• _WORK INSTRUCTION_
Set down the lines of the data exactly, starting at the first and stopping after the line containing "tag the pickup chain dispatches on".
***
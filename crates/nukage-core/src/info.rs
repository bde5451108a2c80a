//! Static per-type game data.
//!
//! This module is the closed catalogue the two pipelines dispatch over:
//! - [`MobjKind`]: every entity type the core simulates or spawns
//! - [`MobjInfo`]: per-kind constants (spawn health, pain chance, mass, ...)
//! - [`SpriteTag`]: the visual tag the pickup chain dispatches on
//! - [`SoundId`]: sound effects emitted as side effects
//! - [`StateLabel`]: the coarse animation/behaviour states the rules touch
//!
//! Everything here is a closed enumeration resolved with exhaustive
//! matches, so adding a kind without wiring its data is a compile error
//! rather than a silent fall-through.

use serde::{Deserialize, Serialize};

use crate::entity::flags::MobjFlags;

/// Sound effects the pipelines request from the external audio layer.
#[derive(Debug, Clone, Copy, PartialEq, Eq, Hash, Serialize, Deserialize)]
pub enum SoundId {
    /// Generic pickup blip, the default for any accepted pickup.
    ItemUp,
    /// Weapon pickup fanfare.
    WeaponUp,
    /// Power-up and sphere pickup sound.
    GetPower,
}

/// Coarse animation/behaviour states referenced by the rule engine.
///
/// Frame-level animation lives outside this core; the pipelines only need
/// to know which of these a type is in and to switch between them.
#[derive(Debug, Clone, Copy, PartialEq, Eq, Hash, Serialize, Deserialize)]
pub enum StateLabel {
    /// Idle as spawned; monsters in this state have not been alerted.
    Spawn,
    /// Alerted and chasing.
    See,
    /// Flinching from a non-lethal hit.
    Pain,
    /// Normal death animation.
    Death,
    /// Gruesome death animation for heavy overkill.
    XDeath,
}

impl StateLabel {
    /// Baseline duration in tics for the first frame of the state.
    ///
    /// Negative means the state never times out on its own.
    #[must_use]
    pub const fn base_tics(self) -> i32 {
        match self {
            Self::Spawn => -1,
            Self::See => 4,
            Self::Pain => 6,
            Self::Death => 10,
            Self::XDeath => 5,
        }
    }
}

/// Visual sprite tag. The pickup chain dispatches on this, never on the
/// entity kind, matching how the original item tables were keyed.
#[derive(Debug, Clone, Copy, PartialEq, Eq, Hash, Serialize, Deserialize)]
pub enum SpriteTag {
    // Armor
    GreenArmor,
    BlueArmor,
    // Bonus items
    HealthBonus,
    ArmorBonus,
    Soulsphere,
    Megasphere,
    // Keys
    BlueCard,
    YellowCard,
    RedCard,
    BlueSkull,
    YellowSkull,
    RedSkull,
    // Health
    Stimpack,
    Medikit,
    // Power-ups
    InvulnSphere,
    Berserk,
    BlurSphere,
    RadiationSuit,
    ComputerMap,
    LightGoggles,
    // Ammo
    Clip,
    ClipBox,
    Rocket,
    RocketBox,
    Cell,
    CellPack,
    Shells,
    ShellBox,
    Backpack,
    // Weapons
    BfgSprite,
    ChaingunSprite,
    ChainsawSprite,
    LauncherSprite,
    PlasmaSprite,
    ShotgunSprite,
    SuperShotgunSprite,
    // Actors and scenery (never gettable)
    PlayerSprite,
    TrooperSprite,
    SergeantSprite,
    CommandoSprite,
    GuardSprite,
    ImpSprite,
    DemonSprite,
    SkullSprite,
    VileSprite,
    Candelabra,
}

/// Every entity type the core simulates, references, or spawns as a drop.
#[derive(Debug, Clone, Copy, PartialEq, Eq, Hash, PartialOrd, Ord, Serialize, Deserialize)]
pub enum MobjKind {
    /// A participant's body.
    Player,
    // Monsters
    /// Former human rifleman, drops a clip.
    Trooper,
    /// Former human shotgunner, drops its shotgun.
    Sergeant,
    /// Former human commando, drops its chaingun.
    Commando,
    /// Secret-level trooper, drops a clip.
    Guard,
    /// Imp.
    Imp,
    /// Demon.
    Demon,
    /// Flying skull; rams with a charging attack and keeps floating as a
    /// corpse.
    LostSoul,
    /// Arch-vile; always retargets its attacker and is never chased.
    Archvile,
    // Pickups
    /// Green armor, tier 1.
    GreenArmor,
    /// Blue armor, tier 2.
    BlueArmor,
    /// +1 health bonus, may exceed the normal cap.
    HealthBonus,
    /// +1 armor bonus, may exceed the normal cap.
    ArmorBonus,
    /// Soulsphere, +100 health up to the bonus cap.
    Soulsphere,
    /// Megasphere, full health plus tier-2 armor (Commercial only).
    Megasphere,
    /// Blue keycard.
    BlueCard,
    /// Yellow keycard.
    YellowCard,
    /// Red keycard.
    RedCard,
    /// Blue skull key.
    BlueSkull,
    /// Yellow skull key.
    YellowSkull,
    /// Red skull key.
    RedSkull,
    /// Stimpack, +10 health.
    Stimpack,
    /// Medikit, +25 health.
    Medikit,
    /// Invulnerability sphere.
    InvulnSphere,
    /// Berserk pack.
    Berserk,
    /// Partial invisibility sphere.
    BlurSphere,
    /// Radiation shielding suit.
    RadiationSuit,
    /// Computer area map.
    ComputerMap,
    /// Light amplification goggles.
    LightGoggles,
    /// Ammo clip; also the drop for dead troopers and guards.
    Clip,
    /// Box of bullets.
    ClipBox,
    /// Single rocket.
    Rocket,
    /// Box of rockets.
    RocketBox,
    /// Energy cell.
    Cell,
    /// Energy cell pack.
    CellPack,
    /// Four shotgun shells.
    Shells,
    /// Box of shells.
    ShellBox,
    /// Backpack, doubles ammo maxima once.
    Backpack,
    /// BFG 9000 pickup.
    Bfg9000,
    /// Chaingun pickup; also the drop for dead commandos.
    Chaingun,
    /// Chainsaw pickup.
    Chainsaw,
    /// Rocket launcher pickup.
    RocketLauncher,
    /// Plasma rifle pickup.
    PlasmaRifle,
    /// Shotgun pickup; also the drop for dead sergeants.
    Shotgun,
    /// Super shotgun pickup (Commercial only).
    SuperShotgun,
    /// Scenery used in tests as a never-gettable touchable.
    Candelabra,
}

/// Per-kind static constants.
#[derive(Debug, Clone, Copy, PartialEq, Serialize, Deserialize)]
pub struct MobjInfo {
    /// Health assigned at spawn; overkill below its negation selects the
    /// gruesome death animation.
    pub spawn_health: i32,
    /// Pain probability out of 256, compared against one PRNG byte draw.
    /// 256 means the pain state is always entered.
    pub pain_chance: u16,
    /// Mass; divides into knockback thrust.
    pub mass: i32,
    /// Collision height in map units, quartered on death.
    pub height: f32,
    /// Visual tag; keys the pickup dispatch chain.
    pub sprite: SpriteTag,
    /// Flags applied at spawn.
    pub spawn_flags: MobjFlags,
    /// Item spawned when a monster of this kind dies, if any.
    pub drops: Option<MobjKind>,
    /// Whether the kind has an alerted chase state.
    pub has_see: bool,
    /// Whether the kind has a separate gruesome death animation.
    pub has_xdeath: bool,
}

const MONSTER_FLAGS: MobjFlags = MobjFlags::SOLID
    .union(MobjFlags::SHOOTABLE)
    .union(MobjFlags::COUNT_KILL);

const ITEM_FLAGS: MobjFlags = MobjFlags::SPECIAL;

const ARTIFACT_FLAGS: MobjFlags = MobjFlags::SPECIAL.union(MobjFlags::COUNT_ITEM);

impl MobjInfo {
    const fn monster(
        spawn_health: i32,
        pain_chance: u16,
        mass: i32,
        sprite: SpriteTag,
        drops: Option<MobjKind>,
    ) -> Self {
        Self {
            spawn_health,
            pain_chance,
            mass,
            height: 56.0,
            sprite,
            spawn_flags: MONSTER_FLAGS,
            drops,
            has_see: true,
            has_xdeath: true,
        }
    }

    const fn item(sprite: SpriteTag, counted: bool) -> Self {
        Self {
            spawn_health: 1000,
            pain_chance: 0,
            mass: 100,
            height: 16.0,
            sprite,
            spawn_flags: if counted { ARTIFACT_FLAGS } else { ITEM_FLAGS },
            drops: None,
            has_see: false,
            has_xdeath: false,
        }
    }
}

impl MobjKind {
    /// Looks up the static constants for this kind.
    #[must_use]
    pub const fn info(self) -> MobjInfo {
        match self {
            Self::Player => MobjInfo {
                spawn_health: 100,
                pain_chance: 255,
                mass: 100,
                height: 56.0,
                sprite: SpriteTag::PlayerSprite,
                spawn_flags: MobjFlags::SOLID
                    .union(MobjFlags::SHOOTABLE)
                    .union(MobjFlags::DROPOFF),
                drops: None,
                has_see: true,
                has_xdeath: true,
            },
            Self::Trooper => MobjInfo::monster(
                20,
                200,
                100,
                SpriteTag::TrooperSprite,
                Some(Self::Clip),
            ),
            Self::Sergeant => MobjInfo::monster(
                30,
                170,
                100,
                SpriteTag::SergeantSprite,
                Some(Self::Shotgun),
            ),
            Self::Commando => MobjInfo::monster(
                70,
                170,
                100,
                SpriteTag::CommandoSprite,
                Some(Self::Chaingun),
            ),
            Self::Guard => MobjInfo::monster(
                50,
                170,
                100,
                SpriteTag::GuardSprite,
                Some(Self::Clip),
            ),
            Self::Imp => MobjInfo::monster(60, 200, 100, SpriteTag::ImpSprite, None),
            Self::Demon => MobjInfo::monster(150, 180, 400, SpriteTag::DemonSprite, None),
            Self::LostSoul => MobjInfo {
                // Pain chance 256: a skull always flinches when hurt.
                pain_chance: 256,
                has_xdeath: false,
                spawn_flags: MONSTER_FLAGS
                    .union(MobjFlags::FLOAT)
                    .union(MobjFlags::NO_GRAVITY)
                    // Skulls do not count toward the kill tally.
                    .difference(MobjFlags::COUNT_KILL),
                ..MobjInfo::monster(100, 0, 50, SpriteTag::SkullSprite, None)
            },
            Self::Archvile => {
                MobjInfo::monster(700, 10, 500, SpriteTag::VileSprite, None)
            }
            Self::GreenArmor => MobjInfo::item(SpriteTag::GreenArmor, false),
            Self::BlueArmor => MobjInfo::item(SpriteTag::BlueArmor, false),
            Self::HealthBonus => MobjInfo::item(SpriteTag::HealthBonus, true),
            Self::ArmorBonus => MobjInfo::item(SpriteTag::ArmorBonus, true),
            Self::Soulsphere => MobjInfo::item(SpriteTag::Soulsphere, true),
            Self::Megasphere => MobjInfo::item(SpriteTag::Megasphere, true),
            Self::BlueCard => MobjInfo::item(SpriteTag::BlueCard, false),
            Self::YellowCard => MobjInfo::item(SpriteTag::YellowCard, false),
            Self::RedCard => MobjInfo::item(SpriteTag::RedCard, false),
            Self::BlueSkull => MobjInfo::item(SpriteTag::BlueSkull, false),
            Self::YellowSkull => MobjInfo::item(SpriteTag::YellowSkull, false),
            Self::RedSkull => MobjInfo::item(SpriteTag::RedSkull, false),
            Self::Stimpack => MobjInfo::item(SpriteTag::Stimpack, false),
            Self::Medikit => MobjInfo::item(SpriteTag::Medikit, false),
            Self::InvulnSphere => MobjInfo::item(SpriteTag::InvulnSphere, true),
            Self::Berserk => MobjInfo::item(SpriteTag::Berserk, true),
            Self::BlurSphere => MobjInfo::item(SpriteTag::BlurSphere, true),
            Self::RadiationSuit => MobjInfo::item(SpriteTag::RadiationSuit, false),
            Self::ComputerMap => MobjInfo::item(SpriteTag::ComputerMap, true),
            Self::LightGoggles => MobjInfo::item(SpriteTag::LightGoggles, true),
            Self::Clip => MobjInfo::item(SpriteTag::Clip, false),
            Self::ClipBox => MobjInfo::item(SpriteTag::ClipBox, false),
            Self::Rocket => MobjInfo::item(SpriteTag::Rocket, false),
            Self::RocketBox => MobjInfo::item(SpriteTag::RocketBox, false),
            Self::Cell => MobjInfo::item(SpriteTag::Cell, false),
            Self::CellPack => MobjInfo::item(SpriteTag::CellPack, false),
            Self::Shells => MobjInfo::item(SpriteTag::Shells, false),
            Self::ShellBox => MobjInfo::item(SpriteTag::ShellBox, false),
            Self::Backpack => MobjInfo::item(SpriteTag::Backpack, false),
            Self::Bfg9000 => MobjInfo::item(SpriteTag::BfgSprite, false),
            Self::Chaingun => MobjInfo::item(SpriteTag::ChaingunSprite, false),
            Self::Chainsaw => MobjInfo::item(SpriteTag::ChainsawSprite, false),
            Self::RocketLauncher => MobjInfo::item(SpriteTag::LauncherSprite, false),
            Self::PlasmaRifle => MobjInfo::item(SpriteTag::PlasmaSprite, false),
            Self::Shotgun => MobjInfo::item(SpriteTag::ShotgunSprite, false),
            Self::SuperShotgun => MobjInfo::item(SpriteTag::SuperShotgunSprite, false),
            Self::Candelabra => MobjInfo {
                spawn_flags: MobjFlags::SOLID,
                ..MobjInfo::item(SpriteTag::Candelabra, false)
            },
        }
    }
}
***
• _SOLUTION TO THE EXERCISE_
filename crates/nukage-core/src/info.rs
repository bde5451108a2c80a
//! Static per-type game data.
//!
//! This module is the closed catalogue the two pipelines dispatch over:
//! - [`MobjKind`]: every entity type the core simulates or spawns
//! - [`MobjInfo`]: per-kind constants (spawn health, pain chance, mass, ...)
//! - [`SpriteTag`]: the visual tag the pickup chain dispatches on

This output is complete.